Kısaca, özellikle borsada işlem gören halka açık şirketler bedelli sermaye artırımında piyasadan para toplamayı amaçlar.
Bu nedenle bedelli sermaye artırımı bir tür HALKA ARZDIR!
İşte bu nedenle Şirketler, bedelli sermaye artırımı talebi ve başvurusunda birincil halka arzda olduğu gibi İZAHNAME yazarlar ve ilan ederler.
Amaçlanan şey yatırımcıların izahnameyi okumaları ve Şirket tarafından istenen paranın ne için kullanılacağını öğrenip karar vermeleridir.
Hemen ifade edeyim, nitelik büyüme amaçlı bedelli sermaye artırımları son derece az.
Daha doğrusu ben izahnameleri okuduğumda, genelinde bunu gördüm.
Diğer bir deyişle, yani paranın kullanım şekil ve yerlerine bakınca SÖZDE BİR BÜYÜME HİKAYESİ anlatıldığını görüyorum.
Teknik iflastan kurtulma amaçlı olanlar ise net şekilde zaten finansalları itibariyle bunu ortaya koyuyorlar.
İşte tam bu noktada bedelli sermaye artırımlarının borsa özelinde temelde iki tür kötüye kullanılma olasılığına da dikkat çekmek isterim.

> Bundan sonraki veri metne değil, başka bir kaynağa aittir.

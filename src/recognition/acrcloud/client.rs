//! ACRCloud identify HTTP client
//!
//! Sends one segment per request as a signed multipart POST to
//! `https://<host>/v1/identify`. The form carries the WAV sample and the
//! authentication block (`access_key`, `timestamp`, `signature`), see
//! [`super::signature`].
//!
//! The sample is encoded in memory and dropped when the call returns; no
//! file is written for a request.

use std::time::Duration;

use reqwest::multipart::{Form, Part};

use super::{adapter, dto, signature};
use crate::audio::wav;
use crate::model::{AudioSegment, SongIdentity};
use crate::recognition::domain::RecognitionError;

/// Explicit client configuration; there is no process-wide client state.
#[derive(Debug, Clone)]
pub struct AcrCloudConfig {
    /// Regional identify host, e.g. `identify-eu-west-1.acrcloud.com`.
    /// A value with an `http://` or `https://` scheme is used as-is.
    pub host: String,
    pub access_key: String,
    pub access_secret: String,
    /// Whole-request timeout
    pub timeout: Duration,
    /// Send only the leading part of each segment
    pub max_sample_ms: Option<u64>,
}

impl AcrCloudConfig {
    fn endpoint(&self) -> String {
        let host = self.host.trim_end_matches('/');
        if host.starts_with("http://") || host.starts_with("https://") {
            format!("{}{}", host, signature::HTTP_URI)
        } else {
            format!("https://{}{}", host, signature::HTTP_URI)
        }
    }
}

/// ACRCloud identify client
pub struct AcrCloudClient {
    config: AcrCloudConfig,
    http_client: reqwest::Client,
    endpoint: String,
}

impl AcrCloudClient {
    /// Create a new client
    ///
    /// The client is configured to:
    /// - Abort requests after the configured timeout
    /// - Accept gzip-compressed responses
    /// - Send User-Agent header identifying the application
    pub fn new(config: AcrCloudConfig) -> Result<Self, RecognitionError> {
        let http_client = reqwest::Client::builder()
            .timeout(config.timeout)
            .gzip(true)
            .user_agent(concat!(
                env!("CARGO_PKG_NAME"),
                "/",
                env!("CARGO_PKG_VERSION")
            ))
            .build()?;

        Ok(Self {
            endpoint: config.endpoint(),
            config,
            http_client,
        })
    }

    /// Create a client for testing against a local server
    #[cfg(test)]
    pub fn with_base_url(config: AcrCloudConfig, base_url: &str) -> Self {
        Self {
            endpoint: format!("{}{}", base_url, signature::HTTP_URI),
            http_client: reqwest::Client::builder()
                .timeout(config.timeout)
                .no_proxy()
                .build()
                .unwrap(),
            config,
        }
    }

    pub fn endpoint(&self) -> &str {
        &self.endpoint
    }

    /// Recognize one segment.
    ///
    /// `Ok(None)` is an explicit no-match from the service.
    pub async fn identify(
        &self,
        segment: &AudioSegment<'_>,
    ) -> Result<Option<SongIdentity>, RecognitionError> {
        let sample = wav::encode_segment(segment, self.config.max_sample_ms)
            .map_err(|e| RecognitionError::Encode(e.to_string()))?;
        tracing::debug!(
            target: "recognition::acrcloud",
            segment = segment.index,
            bytes = sample.len(),
            "Sending sample"
        );
        let response = self.send_identify_request(sample).await?;
        tracing::debug!(
            target: "recognition::acrcloud",
            segment = segment.index,
            code = response.status.code,
            candidates = response.metadata.as_ref().map_or(0, |m| m.music.len()),
            "Identify response"
        );
        adapter::to_identity(response)
    }

    /// Build the signed form, send it and parse the response
    async fn send_identify_request(
        &self,
        sample: Vec<u8>,
    ) -> Result<dto::IdentifyResponse, RecognitionError> {
        let timestamp = chrono::Utc::now().timestamp();
        let signature = signature::sign(
            &self.config.access_key,
            &self.config.access_secret,
            timestamp,
        )
        .map_err(|e| RecognitionError::Signing(e.to_string()))?;

        let sample_bytes = sample.len();
        let part = Part::bytes(sample)
            .file_name("sample.wav")
            .mime_str("audio/wav")?;

        let form = Form::new()
            .part("sample", part)
            .text("sample_bytes", sample_bytes.to_string())
            .text("access_key", self.config.access_key.clone())
            .text("data_type", signature::DATA_TYPE)
            .text("signature_version", signature::SIGNATURE_VERSION)
            .text("signature", signature)
            .text("timestamp", timestamp.to_string());

        let response = self
            .http_client
            .post(&self.endpoint)
            .multipart(form)
            .send()
            .await?;

        let status = response.status();
        if !status.is_success() {
            let body = response.text().await.unwrap_or_default();
            return Err(RecognitionError::Http {
                status: status.as_u16(),
                body: body.chars().take(200).collect(),
            });
        }

        let body = response.text().await?;
        serde_json::from_str::<dto::IdentifyResponse>(&body).map_err(|e| {
            let snippet: String = body.chars().take(120).collect();
            RecognitionError::Parse(format!("{} (body: {})", e, snippet))
        })
    }
}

Özellikle ele geçirilme riskiyle karşı karşıya kalanlar veya altın hissesi olsa da genel kurul gücünden korkanlar yatırımcı oranlarını değiştirebilmek veya takas yoğunluğuna sahip olanları nakdi şekilde sıkıştırabilmek için bedelli sermaye artırımını yapısal bir araç olarak kullanma yoluna gidebilirler.
Daha kötü olası kullanım şekli ise şudur: Şirketi kullanarak yatırımcıların parasını dışarı çıkartmak!
Kaba tabirle Şirket bedelli yapıyor, takiben Şirket’in içi boşaltılıyor.
Ve bu boşaltma, fon kullanım yerleri raporunda ŞİŞİRİLMİŞ FATURALARLA meşrulaştırılıyor.
Bu tür olasılıkların cereyan etmemesi için belirtmek gerekir ki bağımsız denetime de büyük iş düşüyor.
Ve tekrar edeyim, SPK’nın işi zor.
Bedelliyi onaylamasa Şirket zor durumda kalacağım diyecek ve yatırımcılar tepki gösterecek.
Bedelliyi onaylasa ve bedelli kötüye kullanılsa bu sefer zarar gören yatırımcılar gene SPK’ya serzenişte bulunacak.
Hep dediğim gibi, mesele SPK’da değil öz itibariyle yatırımcılarda bitiyor.
Dikkatli olmaları gerekiyor.
Ve özellikle bedelli yapan şirketlerin fon kullanımı üzerinde titiz şekilde durmaları, otoriteye destek olmaları gerekiyor.
Kısacası bedelli sermaye artırımlarında dikkatli olunuz ve lütfen bi zahmet izahnameleri okuyunuz.